When we are rejected by the person we love, there is an inclination to react desperately -- we would do anything to keep that person around, even if it means forsaking our own desires and happiness in some measure. We often don't act on this desperate impulse because we have dignity, because we respect the desires of others, and because we can function autonomously, however sad and heartbroken we might be. Time heals all wounds. But not for Erika. She's still convinced -- and believes -- that Walter is the one for her and that somewhere between what she wants and what he wants is togetherness. His arrogant demeanor has reduced her to little more than a clamoring teenage girl, and she's mistaken his cockiness, believing him to be the dominant presence she needs in order to function. No longer is this about working out her issues with control through sex -- now Walter is on a pedestal, and he's not coming down.

And though he's happy to get what he wants from her, there's something about Erika's desires that seeps into Walter's psyche. In the wrong hands, these ideas of sexual dominance are perverted, and someone like Walter doesn't understand that Erika's desires are rooted in her need to feel as though she's in control, and that all acts must be consensual in order for them to be effective. As Erika's psyche spirals further into the implacable darkness, so does Walter, who is suddenly compelled to grant her wish. But the end result is anything but sexual, and without Erika's consent, the final act between them is disheartening and grotesque. Erika lays on the ground, face bloodied and bruised, as still as a corpse, as Walter rapes her and uses her body. This is not how it was supposed to be, by any means. And yet to Walter, this is Erika's fault. This is what she asked for, what she wanted, and her letter clearly told him that if she begged for him to stop, he should proceed with more force.

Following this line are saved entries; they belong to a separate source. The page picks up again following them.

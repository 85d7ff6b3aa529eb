//! AES-256-GCM encryption for datasource passwords
//!
//! Stored passwords are tokens of the form `base64(nonce || ciphertext || tag)` with
//! a 12-byte random nonce and a 16-byte tag. The key is the SHA-256 digest of the
//! configured secret.
//!
//! # CLI Commands
//!
//! ```sh
//! fedsql --secret-key "$KEY" encrypt "db-password"
//! fedsql --secret-key "$KEY" decrypt "q2b1...=="
//! fedsql generate-key
//! ```

use aes_gcm::aead::{Aead, KeyInit};
use aes_gcm::{Aes256Gcm, Nonce};
use base64::engine::general_purpose::STANDARD;
use base64::Engine;
use rand::rngs::OsRng;
use rand::RngCore;
use secrecy::{ExposeSecret, SecretString};
use sha2::{Digest, Sha256};
use std::fmt;

use crate::domain::FederationError;

/// Nonce length in bytes
pub const NONCE_LEN: usize = 12;

const KEY_LEN: usize = 32;

/// Symmetric cipher for credentials at rest. Read-only after construction.
pub struct CredentialCipher {
    cipher: Aes256Gcm,
}

impl CredentialCipher {
    pub fn new(secret: &SecretString) -> Result<Self, FederationError> {
        if secret.expose_secret().trim().is_empty() {
            return Err(FederationError::Configuration(
                "encryption secret must not be blank".to_string(),
            ));
        }

        let key = Sha256::digest(secret.expose_secret().as_bytes());
        let cipher = Aes256Gcm::new_from_slice(&key)
            .map_err(|e| FederationError::Configuration(format!("invalid key: {}", e)))?;
        Ok(Self { cipher })
    }

    /// Encrypt with a fresh random nonce. Two calls never yield the same token.
    pub fn encrypt(&self, plaintext: &str) -> Result<String, FederationError> {
        let mut nonce = [0u8; NONCE_LEN];
        OsRng.fill_bytes(&mut nonce);

        let sealed = self
            .cipher
            .encrypt(Nonce::from_slice(&nonce), plaintext.as_bytes())
            .map_err(|_| FederationError::EncryptionFailed("AES-GCM seal failed".to_string()))?;

        let mut token = Vec::with_capacity(NONCE_LEN + sealed.len());
        token.extend_from_slice(&nonce);
        token.extend_from_slice(&sealed);
        Ok(STANDARD.encode(token))
    }

    /// Authenticated decryption. Tampering, a wrong key or a malformed token all fail.
    pub fn decrypt(&self, token: &str) -> Result<String, FederationError> {
        let raw = STANDARD
            .decode(token.trim())
            .map_err(|_| FederationError::DecryptionFailed("token is not valid base64".to_string()))?;

        if raw.len() <= NONCE_LEN {
            return Err(FederationError::DecryptionFailed("token is too short".to_string()));
        }

        let (nonce, sealed) = raw.split_at(NONCE_LEN);
        let plain = self
            .cipher
            .decrypt(Nonce::from_slice(nonce), sealed)
            .map_err(|_| {
                FederationError::DecryptionFailed("authentication tag mismatch".to_string())
            })?;

        String::from_utf8(plain)
            .map_err(|_| FederationError::DecryptionFailed("plaintext is not UTF-8".to_string()))
    }

    /// Heuristic: valid base64 whose decoded length exceeds the nonce length.
    /// Plaintext that happens to look like that is misclassified.
    pub fn is_encrypted(value: &str) -> bool {
        let value = value.trim();
        !value.is_empty()
            && STANDARD
                .decode(value)
                .map(|raw| raw.len() > NONCE_LEN)
                .unwrap_or(false)
    }

    /// Decrypt a stored password if it looks encrypted, otherwise return it as-is.
    pub fn reveal(&self, stored: &str) -> Result<SecretString, FederationError> {
        if Self::is_encrypted(stored) {
            self.decrypt(stored).map(SecretString::from)
        } else {
            Ok(SecretString::from(stored.to_string()))
        }
    }

    /// Random 256-bit secret, base64 encoded.
    pub fn generate_secret() -> String {
        let mut key = [0u8; KEY_LEN];
        OsRng.fill_bytes(&mut key);
        STANDARD.encode(key)
    }
}

impl fmt::Debug for CredentialCipher {
    fn fmt(&self, f: &mut fmt::Formatter<'_>) -> fmt::Result {
        f.debug_struct("CredentialCipher").finish_non_exhaustive()
    }
}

The only way Erika has ever known love is through the dominance of her mother, and the only way Walter has ever known love is through false proclamations to get young women into bed. The final act between the two of them is cold and blunt -- Walter gets what he always wanted, and Erika is left even more confused than she was before. This woman, in a state of arrested development, now believes that these perverted, confused and (finally) violent sexual exchanges between the two of them are meaningful. And even though he's hurt her in ways that are unimaginable, Erika is unable to disentangle the threads of sex, shame and abuse. The idea that perhaps what we fantasize about isn't always what we want once we get it, that the fantasy is more potent than the reality, is something that escapes her, as she now believes that she got exactly what she wanted -- even worse, what she deserved. This is how the victim learns to blame herself.

And when Walter shows up to her recital and dismisses her so cavalierly, Erika takes the same approach to calmly removing a knife from her purse and stabbing her chest, with a stone face that refuses to betray her heart. It's the ultimate fuck-you act of defiance -- he may never know she's hurt herself, but the act of stabbing her chest with such bluntness (the same blunt approach used by Walter when he assaulted her) is a grand gesture. It's a way of taking her agency back, of showing him and herself how deeply she's hurt, and of cauterizing the internal wound with an external one, its execution equally drastic in comparison to the sexual and violent exchanges between them. With one brief, violent motion, Erika has put an end to their misshapen relationship and had the final word. How can you be a victim when you're assaulting yourself?